W2V Detailed Tutorial - Skip Gram (Stanford)
W2V Detailed Tutorial - Negative Sampling (Stanford)
Commented word2vec C code
W2V Resources
An overview of word embeddings and their connection to distributional semantic models
On Word Embeddings (Ruder)

Word Meaning

  1. Representing the Meaning of a Word:
    Commonest linguistic way of thinking of meaning:
    Signifier \(\iff\) Signified (idea or thing) = denotation

  2. How do we have usable meaning in a computer:
    Commonly: Use a taxonomy like WordNet that has hypernyms (is-a) relationships and synonym sets

  3. Problems with this discrete representation:
    • Great as a resource but missing nuances:
      • Synonyms:
        adept, expert, good, practiced, proficient, skillful
    • Missing New Words
    • Subjective
    • Requires human labor to create and adapt
    • Hard to compute accurate word similarity:
      • One-Hot Encoding: in vector space terms, this is a vector with one 1 (at the position of the word) and a lot of zeroes (elsewhere).
        • It is a localist representation
        • There is no natural notion of similarity in a set of one-hot vectors
  4. Distributed Representations of Words:
    A method where vectors encode the similarity between the words.

    The meaning is represented with real-valued numbers and is “smeared” across the vector.

    Contrast with one-hot encoding.

  5. Distributional Similarity:
    is an idea/hypothesis that one can describe the meaning of words by the context in which they appear in.

    Contrast with Denotational Meaning of words.

  6. The Big Idea:
    We will build a dense vector for each word type, chosen so that it is good at predicting other words appearing in its context.

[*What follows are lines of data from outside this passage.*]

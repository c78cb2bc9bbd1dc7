//! Application-level error type.

use thiserror::Error;

/// Result alias for bootstrap operations.
pub type AppResult<T> = Result<T, AppError>;

/// Errors that can abort the boot sequence.
#[derive(Debug, Error)]
pub enum AppError {
    /// The configured core settings failed validation.
    #[error("invalid configuration: {0}")]
    Config(#[from] seedkeeper_config::ConfigError),
    /// The global tracing subscriber could not be installed.
    #[error("telemetry initialization failed: {0}")]
    Telemetry(#[from] seedkeeper_telemetry::TelemetryError),
    /// An environment variable held a value that could not be parsed.
    #[error("invalid value for environment variable '{name}': {value}")]
    InvalidEnv {
        /// Name of the offending environment variable.
        name: &'static str,
        /// The value that failed to parse.
        value: String,
    },
    /// The API server failed to bind or serve.
    #[error("api server failed: {0}")]
    Serve(#[from] anyhow::Error),
}
//! Activity records emitted while applying actions to a torrent client.

use chrono::{DateTime, Utc};
use serde::{Deserialize, Serialize};

/// Which kind of action an [`AutomationActivity`] describes.
#[derive(Debug, Clone, Copy, PartialEq, Eq, Hash, Serialize, Deserialize)]
#[serde(rename_all = "snake_case")]
pub enum ActionKind {
    /// Upload/download speed limit change.
    SpeedLimits,
    /// Ratio or seeding-time limit change.
    ShareLimits,
    /// Pause.
    Pause,
    /// Resume.
    Resume,
    /// Force recheck.
    Recheck,
    /// Force reannounce.
    Reannounce,
    /// Category assignment.
    Category,
    /// Tag add/remove/full-replace.
    Tags,
    /// Move to a new save path.
    Move,
    /// Delete, with or without files.
    Delete,
    /// External program invocation.
    ExternalProgram,
}

impl ActionKind {
    /// Stable lowercase label used in logs and metric label values.
    #[must_use]
    pub const fn as_str(self) -> &'static str {
        match self {
            Self::SpeedLimits => "speed_limits",
            Self::ShareLimits => "share_limits",
            Self::Pause => "pause",
            Self::Resume => "resume",
            Self::Recheck => "recheck",
            Self::Reannounce => "reannounce",
            Self::Category => "category",
            Self::Tags => "tags",
            Self::Move => "move",
            Self::Delete => "delete",
            Self::ExternalProgram => "external_program",
        }
    }
}

/// Result of applying one action against one torrent.
#[derive(Debug, Clone, Copy, PartialEq, Eq, Serialize, Deserialize)]
#[serde(rename_all = "snake_case")]
pub enum ActivityOutcome {
    /// The action was applied to the client successfully.
    Success,
    /// The action was attempted and the client rejected it or the RPC failed.
    Failed,
    /// Dry-run mode: the action would have been applied, but was not.
    DryRun,
}

impl ActivityOutcome {
    /// Stable lowercase label used in logs and metric label values.
    #[must_use]
    pub const fn as_str(self) -> &'static str {
        match self {
            Self::Success => "success",
            Self::Failed => "failed",
            Self::DryRun => "dry_run",
        }
    }
}

/// A single applied (or dry-run, or failed) action against a torrent,
/// persisted as part of an activity run.
#[derive(Debug, Clone, PartialEq, Eq, Serialize, Deserialize)]
pub struct AutomationActivity {
    /// Instance the action was applied against.
    pub instance_id: String,
    /// Torrent hash, or empty for an aggregated dry-run record.
    pub hash: String,
    /// Display name of the torrent at the time the action ran.
    pub torrent_name: String,
    /// First tracker domain for the torrent, if any.
    pub tracker_domain: Option<String>,
    /// Action kind this record describes.
    pub action: ActionKind,
    /// Rule that produced the decision, if any rule did.
    pub rule_id: Option<String>,
    /// Display name of the originating rule.
    pub rule_name: String,
    /// Outcome of applying the action.
    pub outcome: ActivityOutcome,
    /// Human-readable detail, e.g. the RPC error or skip reason.
    pub reason: Option<String>,
    /// When the activity was recorded.
    pub created_at: DateTime<Utc>,
}

#[cfg(test)]
mod tests {
    use super::*;

    #[test]
    fn action_kind_labels_are_stable() {
        assert_eq!(ActionKind::SpeedLimits.as_str(), "speed_limits");
        assert_eq!(ActionKind::ExternalProgram.as_str(), "external_program");
    }

    #[test]
    fn outcome_labels_are_stable() {
        assert_eq!(ActivityOutcome::DryRun.as_str(), "dry_run");
    }
}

  7. Learning Neural Network Word Embeddings:
    We define a model that aims to predict between a center word \(w_t\) and context words in terms of word vectors.

    $$p(\text{context} \vert w_t) = \ldots$$

    The Loss Function:

    $$J = 1 - p(w_{-t} \vert w_t)$$

    We look at many positions \(t\) in a big language corpus
    We keep adjusting the vector representations of words to minimize this loss

  8. Relevant Papers:
    • Learning representations by back-propagating errors (Rumelhart et al., 1986)
    • A neural probabilistic language model (Bengio et al., 2003)
    • NLP (almost) from Scratch (Collobert & Weston, 2008)
    • A recent, even simpler and faster model: word2vec (Mikolov et al. 2013) à intro now

Word Embeddings

  1. Main Ideas:
    • Words are represented as vectors of real numbers
    • Words with similar vectors are semantically similar
    • Sometimes vectors are low-dimensional compared to the vocabulary size
  2. The Clusterings:
    Relationships (attributes) Captured:
    • Synonyms: car, auto
    • Antonyms: agree, disagree
    • Values-on-a-scale: hot, warm, cold
    • Hyponym-Hypernym: “Truck” is a type of “car”, “dog” is a type of “pet”
    • Co-Hyponyms: “cat”&”dog” is a type of “pet”
    • Context: (Drink, Eat), (Talk, Listen)
  3. Word Embeddings Theory:
    Distributional Similarity Hypothesis

  4. History and Terminology:
    Word Embeddings = Distributional Semantic Model = Distributed Representation = Semantic Vector Space = Vector Space Model

  5. Applications:
    • Word Similarity
    • Word Grouping
    • Features in Text-Classification
    • Document Clustering
    • NLP:
      • POS-Tagging
      • Semantic Analysis
      • Syntactic Parsing
  6. Approaches:
    • Count: word count/context co-occurrences
      • Distributional Semantics:
        1. Summarize the occurrence statistics for each word in a large document set:
          img
        2. Apply some dimensionality reduction transformation (SVD) to the counts to obtain dense real-valued vectors:
          img
        3. Compute similarity between words as vector similarity:
          img
    • Predict: word based on context
      • word2vec:
        1. In one setup, the goal is to predict a word given its context.
          img
        2. Update word representations for each context in the data set
        3. Similar words would be predicted by similar contexts
  7. Parameters:
    • Underlying Document Set
    • Context Size
    • Context Type
  8. Software:
    img

Word2Vec

  1. Word2Vec:
    Word2Vec (Mikolov et al. 2013) is a framework for learning word representations as vectors. It is based on the idea of distributional similarity.

  2. Main Idea:
    • Given a large corpus of text
    • Represent every word, in a fixed vocabulary, by a vector
    • Go through each position \(t\) in the text, which has a center word \(c\) and context words \(o\)
    • Use the similarity of the word vectors for \(c\) and \(o\) to calculate the probability of \(o\) given \(c\) (SG)
    • Keep adjusting the word vectors to maximize this probability

    img

  3. Algorithms:
    1. Skip-grams (SG):
      Predict context words given target (position independent)
    2. Continuous Bag of Words (CBOW):
      Predict target word from bag-of-words context

  4. Training Methods:
    • Basic:
      1. Naive Softmax
    • (Moderately) Efficient:
      1. Hierarchical Softmax
      2. Negative Sampling

  5. Skip-Gram Prediction Method:
    Skip-Gram Models aim to predict the distribution (probability) of context words from a center word.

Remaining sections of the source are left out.